Didn't Roosevelt's New Deal end the Great Depression in the United States? If 1933 was the lowest point of the Depression, how can one argue (as I was taught in school) WW2 was responsible for ending the Depression?

Roosevelt did not end the depression in the sense of enacting laws that would let the economy snap back to life. Instead, he enacted laws that prolonged things, slowing the recovery. Roughly, Hoover is responsible for making it deep, and Roosevelt for making it long. Unemployment, for instance, remained extremely high -- around its 1931 level of about 15% all the way to the war. As for WW-II, moving 11 million young folk into an army and sending them off to war will do wonders for an unemployment rate, but such an employment rate is meaningless if we're using employment as an indicator of well-being.

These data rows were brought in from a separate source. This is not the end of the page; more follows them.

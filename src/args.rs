use std::str::FromStr;

/// finds a name in a list of strings and returns the following value if it exists.
///
///  E.g. for arguments ["PX", "123"] it returns "123"
pub fn named_option<R: FromStr>(args: &[String], name: &str) -> Result<Option<R>, R::Err> {
    let option_name = name.to_uppercase();
    args.iter()
        .position(|a| a.to_uppercase() == option_name)
        .and_then(|i| args.get(i + 1))
        .map(|a| a.parse::<R>())
        .transpose()
}

/// finds a name in a list of strings and returns all values following it
pub fn named_option_list<'a>(params: &'a [String], name: &str) -> Option<&'a [String]> {
    let option_name = name.to_uppercase();
    params
        .iter()
        .position(|e| e.to_uppercase() == option_name)
        .map(|i| &params[i + 1..])
}

#[cfg(test)]
mod tests {
    use super::*;

    fn params(list: &[&str]) -> Vec<String> {
        list.iter().map(|s| s.to_string()).collect()
    }

    #[test]
    fn finds_named_value_case_insensitively() {
        let args = params(&["value", "px", "150"]);
        assert_eq!(named_option::<u64>(&args, "PX").unwrap(), Some(150));
    }

    #[test]
    fn absent_name_yields_none() {
        let args = params(&["value"]);
        assert_eq!(named_option::<u64>(&args, "PX").unwrap(), None);
    }

    #[test]
    fn unparsable_value_is_an_error() {
        let args = params(&["PX", "soon"]);
        assert!(named_option::<u64>(&args, "PX").is_err());
    }

    #[test]
    fn trailing_list_follows_the_name() {
        let args = params(&["BLOCK", "0", "STREAMS", "a", "b", "0-0", "0-0"]);
        let rest = named_option_list(&args, "streams").unwrap();
        assert_eq!(rest, &params(&["a", "b", "0-0", "0-0"])[..]);
    }
}
//! Bounded outbound queue
//!
//! Writes never block: a full queue fails the write immediately.

use tokio::sync::mpsc;

use super::error::TransportError;

/// Default outbound queue depth
pub const DEFAULT_WRITE_LIMIT: usize = 4096;

/// An outbound frame
#[derive(Debug, Clone, PartialEq, Eq)]
pub enum Frame {
    Text(String),
    Binary(Vec<u8>),
}

impl Frame {
    pub fn len(&self) -> usize {
        match self {
            Self::Text(s) => s.len(),
            Self::Binary(b) => b.len(),
        }
    }

    pub fn is_empty(&self) -> bool {
        self.len() == 0
    }
}

/// Sending side of the write queue
#[derive(Debug, Clone)]
pub struct Outbox {
    tx: mpsc::Sender<Frame>,
    limit: usize,
}

impl Outbox {
    /// Create a queue holding at most `limit` frames
    pub fn new(limit: usize) -> (Self, mpsc::Receiver<Frame>) {
        let limit = limit.max(1);
        let (tx, rx) = mpsc::channel(limit);
        (Self { tx, limit }, rx)
    }

    /// Enqueue a frame without waiting
    pub fn push(&self, frame: Frame) -> Result<(), TransportError> {
        self.tx.try_send(frame).map_err(|e| match e {
            mpsc::error::TrySendError::Full(_) => {
                TransportError::WriteLimitExceeded { limit: self.limit }
            }
            mpsc::error::TrySendError::Closed(_) => TransportError::Shutdown,
        })
    }

    pub fn limit(&self) -> usize {
        self.limit
    }

    /// Frames currently queued
    pub fn queued(&self) -> usize {
        self.limit - self.tx.capacity()
    }
}

#[cfg(test)]
mod tests {
    use super::*;

    #[tokio::test]
    async fn test_full_queue_fails_fast() {
        let (outbox, _rx) = Outbox::new(DEFAULT_WRITE_LIMIT);
        for i in 0..DEFAULT_WRITE_LIMIT {
            outbox.push(Frame::Text(i.to_string())).unwrap();
        }
        assert_eq!(outbox.queued(), DEFAULT_WRITE_LIMIT);

        let err = outbox.push(Frame::Text("overflow".into())).unwrap_err();
        assert_eq!(err, TransportError::WriteLimitExceeded { limit: 4096 });
    }

    #[tokio::test]
    async fn test_draining_frees_capacity() {
        let (outbox, mut rx) = Outbox::new(1);
        outbox.push(Frame::Binary(vec![1])).unwrap();
        assert!(outbox.push(Frame::Binary(vec![2])).is_err());

        assert_eq!(rx.recv().await, Some(Frame::Binary(vec![1])));
        outbox.push(Frame::Binary(vec![2])).unwrap();
    }

    #[tokio::test]
    async fn test_closed_queue_reports_shutdown() {
        let (outbox, rx) = Outbox::new(4);
        drop(rx);
        assert_eq!(outbox.push(Frame::Text("x".into())), Err(TransportError::Shutdown));
    }
}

A few more points about Roosevelt though:

  • some of the most destructive things that Roosevelt did were declared unconstitutional a couple of years after they were enacted. The NRA and the AAA were two acts that were extremely fascist in taking control of the economy
  • just as one can send folk off to war to improve one's numbers, one can also "solve" unemployment by simply putting people to work on... whatever. One can pay them by simply taking the money from other people. The WPA put people to work; the money came from sky-high taxes, and devaluation
  • even while unemployment came off its worst numbers, the business climate was terrible. In essence the economy was eating into its seed corn. New capital investment had dried up. In some European countries, it began to return in the early 1930's; not so in the U.S.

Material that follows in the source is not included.